**Problem**
Please repeat all of the records, keeping every word unchanged.

(Records drawn from a dataset)
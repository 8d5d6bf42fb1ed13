/**
 * HYDROLOOP KERNEL - Point d'entrée du service de livraison de commandes
 *
 * RÔLE : Bootstrap : config, store, gateway, breaker, tracker, bus, listener
 * MQTT des réponses devices, API statut HTTP.
 *
 * ARCHITECTURE : Les contrôleurs de correction publient via le CommandBus ;
 * les réponses arrivent par MQTT (ou POST /commands/{id}/status) et
 * terminent les commandes suivies.
 */

use anyhow::Context;
use hydroloop_kernel::bus::{BusSettings, CommandBus};
use hydroloop_kernel::circuit_breaker::{BreakerSettings, CircuitBreaker};
use hydroloop_kernel::config::load_config;
use hydroloop_kernel::health::HealthTracker;
use hydroloop_kernel::http::{self, AppState};
use hydroloop_kernel::mqtt;
use hydroloop_kernel::ports::FileStore;
use hydroloop_kernel::tracker::CommandTracker;
use hydroloop_kernel::transport::HttpGateway;
use hydroloop_kernel::validator::CommandValidator;
use std::sync::Arc;
use tokio::net::TcpListener;
use tracing_subscriber::EnvFilter;

#[tokio::main]
async fn main() -> anyhow::Result<()> {
    // Charger les variables d'environnement depuis .env (si présent)
    dotenvy::dotenv().ok();

    tracing_subscriber::fmt()
        .with_env_filter(
            EnvFilter::try_from_default_env().unwrap_or_else(|_| EnvFilter::new("hydroloop_kernel=info")),
        )
        .with_target(false)
        .init();

    let cfg = load_config().await;

    let store = Arc::new(
        FileStore::open(&cfg.data_dir)
            .with_context(|| format!("failed to open store in {}", cfg.data_dir.display()))?,
    );
    let gateway = HttpGateway::new(&cfg.gateway).context("failed to build gateway client")?;
    tracing::info!(endpoint = gateway.endpoint(), greenhouse = %cfg.greenhouse_uid, "gateway transport ready");

    let tracker = CommandTracker::new(store.clone(), store.clone(), cfg.tracker.command_timeout());

    let mut bus = CommandBus::new(
        BusSettings::from_config(&cfg),
        store.clone(),
        store.clone(),
        Arc::new(gateway),
        tracker.clone(),
        CommandValidator::new(cfg.validator.clone()),
    );
    if cfg.breaker.enabled {
        let breaker = CircuitBreaker::new(cfg.breaker.name.clone(), BreakerSettings::from(&cfg.breaker));
        bus = bus.with_breaker(Arc::new(breaker));
    } else {
        tracing::warn!("circuit breaker disabled");
    }
    let bus = Arc::new(bus);

    let health = HealthTracker::new();

    // réponses devices → tracker
    match cfg.mqtt.clone() {
        Some(mqtt_conf) => {
            tracing::info!(host = %mqtt_conf.host, topic = %mqtt_conf.response_topic, "starting MQTT response listener");
            mqtt::spawn_response_listener(mqtt_conf, tracker, health.clone());
        }
        None => tracing::warn!("no mqtt section, device responses only via HTTP"),
    }

    let app_state = AppState {
        bus,
        health,
        api_key: cfg.http.api_key.clone(),
    };
    let app = http::build_router(app_state);

    let listener = TcpListener::bind(&cfg.http.bind)
        .await
        .with_context(|| format!("failed to bind {}", cfg.http.bind))?;
    tracing::info!(addr = %cfg.http.bind, "listening");
    axum::serve(listener, app).await.context("http server stopped")?;
    Ok(())
}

**Response to this task**
repository 8d5d6bf42fb1ed13
/**
 * HYDROLOOP KERNEL - Point d'entrée du service de livraison de commandes
 *
 * RÔLE : Bootstrap : config, store, gateway, breaker, tracker, bus, listener
 * MQTT des réponses devices, API statut HTTP.
 *
 * ARCHITECTURE : Les contrôleurs de correction publient via le CommandBus ;
 * les réponses arrivent par MQTT (ou POST /commands/{id}/status) et
 * terminent les commandes suivies.
 */

use anyhow::Context;
use hydroloop_kernel::bus::{BusSettings, CommandBus};
use hydroloop_kernel::circuit_breaker::{BreakerSettings, CircuitBreaker};
use hydroloop_kernel::config::load_config;
use hydroloop_kernel::health::HealthTracker;
use hydroloop_kernel::http::{self, AppState};
use hydroloop_kernel::mqtt;
use hydroloop_kernel::ports::FileStore;
use hydroloop_kernel::tracker::CommandTracker;
use hydroloop_kernel::transport::HttpGateway;
use hydroloop_kernel::validator::CommandValidator;
use std::sync::Arc;
use tokio::net::TcpListener;
use tracing_subscriber::EnvFilter;

#[tokio::main]
async fn main() -> anyhow::Result<()> {
    // Charger les variables d'environnement depuis .env (si présent)
    dotenvy::dotenv().ok();

    tracing_subscriber::fmt()
        .with_env_filter(
            EnvFilter::try_from_default_env().unwrap_or_else(|_| EnvFilter::new("hydroloop_kernel=info")),
        )
        .with_target(false)
        .init();

    let cfg = load_config().await;

    let store = Arc::new(
        FileStore::open(&cfg.data_dir)
            .with_context(|| format!("failed to open store in {}", cfg.data_dir.display()))?,
    );
    let gateway = HttpGateway::new(&cfg.gateway).context("failed to build gateway client")?;
    tracing::info!(endpoint = gateway.endpoint(), greenhouse = %cfg.greenhouse_uid, "gateway transport ready");

    let tracker = CommandTracker::new(store.clone(), store.clone(), cfg.tracker.command_timeout());

    let mut bus = CommandBus::new(
        BusSettings::from_config(&cfg),
        store.clone(),
        store.clone(),
        Arc::new(gateway),
        tracker.clone(),
        CommandValidator::new(cfg.validator.clone()),
    );
    if cfg.breaker.enabled {
        let breaker = CircuitBreaker::new(cfg.breaker.name.clone(), BreakerSettings::from(&cfg.breaker));
        bus = bus.with_breaker(Arc::new(breaker));
    } else {
        tracing::warn!("circuit breaker disabled");
    }
    let bus = Arc::new(bus);

    let health = HealthTracker::new();

    // réponses devices → tracker
    match cfg.mqtt.clone() {
        Some(mqtt_conf) => {
            tracing::info!(host = %mqtt_conf.host, topic = %mqtt_conf.response_topic, "starting MQTT response listener");
            mqtt::spawn_response_listener(mqtt_conf, tracker, health.clone());
        }
        None => tracing::warn!("no mqtt section, device responses only via HTTP"),
    }

    let app_state = AppState {
        bus,
        health,
        api_key: cfg.http.api_key.clone(),
    };
    let app = http::build_router(app_state);

    let listener = TcpListener::bind(&cfg.http.bind)
        .await
        .with_context(|| format!("failed to bind {}", cfg.http.bind))?;
    tracing::info!(addr = %cfg.http.bind, "listening");
    axum::serve(listener, app).await.context("http server stopped")?;
    Ok(())
}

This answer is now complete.